“Fair Share”

So, if I have it straight (and i may not have) there are two classes of employees working for the Federal Government:

1. Essential employees: These folks are required to show up for work, even though they don’t know when they will get paid. They WILL get paid, just WHEN is up in the air

2. Non essential employees: These folks are NOT needed and therefore are ordered to not come in to work….because no one needs ’em enough and at this time, no one knows when they will be paid (one could argue that if they are not “essential” then….they are’t needed at all, but that is another discussion for another time…), but they too WILL be paid.

But this goes further:….BOTH sets of Federal employees are assured that they will be paid. The “essential” employees (and make no mistake, I do think some Federal Employees ARE “essential”) are working and will be paid weeks or months down the line.
The “non-Essential” folks are also assured they will be paid for the time they are “furloughed”….Yet they are not working. Shouldn’t they be taxed at a higher rate or something compared to the “essential” folks? Pay a “Furloughed but paid” tax?

Is it fair that people that are not working get paid? Is it fair that laid off “non essential” government employees still get paid …but their private sector counterparts don’t get paid when they are laid off? Is it fair that “essential” employees DON’T get a vacation, DON’T get laid off, yet are required to work….and they get no bonus having to work when some others are NOT working and will also get paid at the same time as the “essential” folks (and at the same rate (based on GS-level)? Shouldn’t the folks who are paid for not working pay a higher tax or a penalty? ….A “fair share” compared to the “essential” folks?
Isn’t the DNC group all about “Fair”? Shouldn’t they address this inequality?

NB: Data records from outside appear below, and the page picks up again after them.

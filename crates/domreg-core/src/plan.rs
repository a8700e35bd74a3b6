//! Reconcile decision
//!
//! Turns desired and observed state into an ordered list of corrective
//! [`Action`]s. An empty [`Plan`] is a no-op.
//!
//! ```text
//! Absent ──────────────┬─ no auth code ─ availability ── Register (+ UpdateNameservers)
//!                      └─ auth code ──── transferability ─ TransferIn (nameservers inline)
//! InProgressTransfer ── (nothing)
//! Registered ──────────┬─ PENDING_TRANSFER ─ (nothing)
//!                      └─ UpdateContact? SetAutoRenew? UpdateNameservers?
//! ```

use std::collections::HashSet;
use std::fmt;

use crate::error::Result;
use crate::model::{
    Availability, Contact, ContactDetail, DesiredDomainState, DomainDetail, ObservedDomainState,
    RegisterDomainRequest, TransferDomainRequest, Transferability,
};
use crate::traits::RegistrarGateway;

/// Why a plan ends in failure
#[derive(Debug, Clone, Copy, PartialEq, Eq)]
pub enum FailReason {
    /// Registrar answered the availability check with something other than `AVAILABLE`
    NotAvailable(Availability),
    /// Registrar answered the transferability check with something other than `TRANSFERABLE`
    NotTransferable(Transferability),
}

impl fmt::Display for FailReason {
    fn fmt(&self, f: &mut fmt::Formatter<'_>) -> fmt::Result {
        match self {
            FailReason::NotAvailable(a) => write!(f, "domain not available ({:?})", a),
            FailReason::NotTransferable(t) => write!(f, "domain not transferable ({:?})", t),
        }
    }
}

/// A single corrective step
#[derive(Debug, Clone, PartialEq, Eq)]
pub enum Action {
    Register(RegisterDomainRequest),
    TransferIn(TransferDomainRequest),
    /// Applies to admin, registrant and tech roles together
    UpdateContact(Contact),
    SetAutoRenew(bool),
    UpdateNameservers(Vec<String>),
    /// Terminal; nothing after it runs
    Fail(FailReason),
}

impl Action {
    /// Payload-free label
    pub fn kind(&self) -> ActionKind {
        match self {
            Action::Register(_) => ActionKind::Register,
            Action::TransferIn(_) => ActionKind::TransferIn,
            Action::UpdateContact(_) => ActionKind::UpdateContact,
            Action::SetAutoRenew(_) => ActionKind::SetAutoRenew,
            Action::UpdateNameservers(_) => ActionKind::UpdateNameservers,
            Action::Fail(_) => ActionKind::Fail,
        }
    }
}

/// Label of an [`Action`] for logs and events
#[derive(Debug, Clone, Copy, PartialEq, Eq, Hash)]
pub enum ActionKind {
    Register,
    TransferIn,
    UpdateContact,
    SetAutoRenew,
    UpdateNameservers,
    Fail,
}

impl fmt::Display for ActionKind {
    fn fmt(&self, f: &mut fmt::Formatter<'_>) -> fmt::Result {
        let name = match self {
            ActionKind::Register => "register",
            ActionKind::TransferIn => "transfer-in",
            ActionKind::UpdateContact => "update-contact",
            ActionKind::SetAutoRenew => "set-auto-renew",
            ActionKind::UpdateNameservers => "update-nameservers",
            ActionKind::Fail => "fail",
        };
        f.write_str(name)
    }
}

/// Ordered corrective actions for one domain
#[derive(Debug, Clone, Default, PartialEq, Eq)]
pub struct Plan {
    pub actions: Vec<Action>,
}

impl Plan {
    /// The no-op plan
    pub fn empty() -> Self {
        Self::default()
    }

    pub fn len(&self) -> usize {
        self.actions.len()
    }

    /// An empty plan means the domain is already converged
    pub fn is_empty(&self) -> bool {
        self.actions.is_empty()
    }

    pub fn kinds(&self) -> Vec<ActionKind> {
        self.actions.iter().map(Action::kind).collect()
    }

    fn push(&mut self, action: Action) {
        self.actions.push(action);
    }
}

impl IntoIterator for Plan {
    type Item = Action;
    type IntoIter = std::vec::IntoIter<Action>;

    fn into_iter(self) -> Self::IntoIter {
        self.actions.into_iter()
    }
}

/// Registrar's answer about an absent domain
#[derive(Debug, Clone, Copy, PartialEq, Eq)]
pub enum Eligibility {
    Availability(Availability),
    Transferability(Transferability),
}

/// Decide what to do with a domain
///
/// Only an `Absent` observation touches the gateway, for one availability or
/// transferability check. Nothing is mutated here.
pub async fn plan(
    gateway: &dyn RegistrarGateway,
    desired: &DesiredDomainState,
    observed: &ObservedDomainState,
) -> Result<Plan> {
    match observed {
        ObservedDomainState::Absent => {
            let eligibility = match &desired.transfer_auth_code {
                None => Eligibility::Availability(
                    gateway
                        .check_domain_availability(&desired.domain_name)
                        .await?,
                ),
                Some(auth_code) => Eligibility::Transferability(
                    gateway
                        .check_domain_transferability(&desired.domain_name, auth_code)
                        .await?,
                ),
            };
            Ok(plan_absent(desired, eligibility))
        }
        ObservedDomainState::InProgressTransfer { .. } => Ok(Plan::empty()),
        ObservedDomainState::Registered(detail) => Ok(plan_registered(desired, detail)),
    }
}

/// Plan for a domain the registrar has no record of
///
/// An eligibility answer that does not match the desired intent (an
/// availability answer for a transfer, or the reverse) is treated as refusal.
pub fn plan_absent(desired: &DesiredDomainState, eligibility: Eligibility) -> Plan {
    let mut plan = Plan::empty();

    match (&desired.transfer_auth_code, eligibility) {
        (None, Eligibility::Availability(Availability::Available)) => {
            plan.push(Action::Register(RegisterDomainRequest::for_desired(desired)));
            if !desired.name_servers.is_empty() {
                plan.push(Action::UpdateNameservers(desired.name_servers.clone()));
            }
        }
        (None, Eligibility::Availability(other)) => {
            plan.push(Action::Fail(FailReason::NotAvailable(other)));
        }
        (None, Eligibility::Transferability(_)) => {
            plan.push(Action::Fail(FailReason::NotAvailable(Availability::Unknown)));
        }
        (Some(code), Eligibility::Transferability(Transferability::Transferable)) => {
            plan.push(Action::TransferIn(TransferDomainRequest::for_desired(
                desired,
                code.clone(),
            )));
        }
        (Some(_), Eligibility::Transferability(other)) => {
            plan.push(Action::Fail(FailReason::NotTransferable(other)));
        }
        (Some(_), Eligibility::Availability(_)) => {
            plan.push(Action::Fail(FailReason::NotTransferable(
                Transferability::Unknown,
            )));
        }
    }

    plan
}

/// Plan for a registered domain
///
/// Contacts, auto-renew and nameservers are checked independently, so zero to
/// three actions come back. A domain mid-transfer is never touched.
pub fn plan_registered(desired: &DesiredDomainState, detail: &DomainDetail) -> Plan {
    let mut plan = Plan::empty();

    if detail.is_pending_transfer() {
        return plan;
    }

    let contacts_same = [
        &detail.admin_contact,
        &detail.registrant_contact,
        &detail.tech_contact,
    ]
    .into_iter()
    .all(|observed| contacts_equal(observed.as_ref(), &desired.contact));

    if !contacts_same {
        plan.push(Action::UpdateContact(desired.contact.clone()));
    }

    if desired.auto_renew != detail.auto_renew.unwrap_or(false) {
        plan.push(Action::SetAutoRenew(desired.auto_renew));
    }

    if !desired.name_servers.is_empty()
        && !nameservers_equal(&desired.name_servers, &detail.nameserver_names())
    {
        plan.push(Action::UpdateNameservers(desired.name_servers.clone()));
    }

    plan
}

/// Exact equality on all ten contact fields
///
/// A missing observed record, or a missing field within it, never equals the
/// desired value. Contact type compares as optional on both sides.
pub fn contacts_equal(observed: Option<&ContactDetail>, desired: &Contact) -> bool {
    let Some(observed) = observed else {
        return false;
    };

    observed.first_name.as_deref() == Some(desired.first_name.as_str())
        && observed.last_name.as_deref() == Some(desired.last_name.as_str())
        && observed.contact_type == desired.contact_type
        && observed.address_line_1.as_deref() == Some(desired.address_line_1.as_str())
        && observed.city.as_deref() == Some(desired.city.as_str())
        && observed.state.as_deref() == Some(desired.state.as_str())
        && observed.country_code.as_deref() == Some(desired.country_code.as_str())
        && observed.zip_code.as_deref() == Some(desired.zip_code.as_str())
        && observed.phone_number.as_deref() == Some(desired.phone_number.as_str())
        && observed.email.as_deref() == Some(desired.email.as_str())
}

/// Set equality over hostnames, case-sensitive
pub fn nameservers_equal<A, B>(desired: &[A], observed: &[B]) -> bool
where
    A: AsRef<str>,
    B: AsRef<str>,
{
    let desired: HashSet<&str> = desired.iter().map(AsRef::as_ref).collect();
    let observed: HashSet<&str> = observed.iter().map(AsRef::as_ref).collect();
    desired == observed
}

2 thoughts on ““Fair Share”

  1. If government can afford to hire "non-essential employees", then our taxes are too high.

  2. It has to do with accounting costs. The Reagan administration ran the numbers and found it costs more to figure out who was essential and who was non-essential, reprogram the payroll system, and just pay the essential employees, than it does to just pay everyone their back pay. (Of course, that was for a shorter shutdown with a lot less back pay at stake.)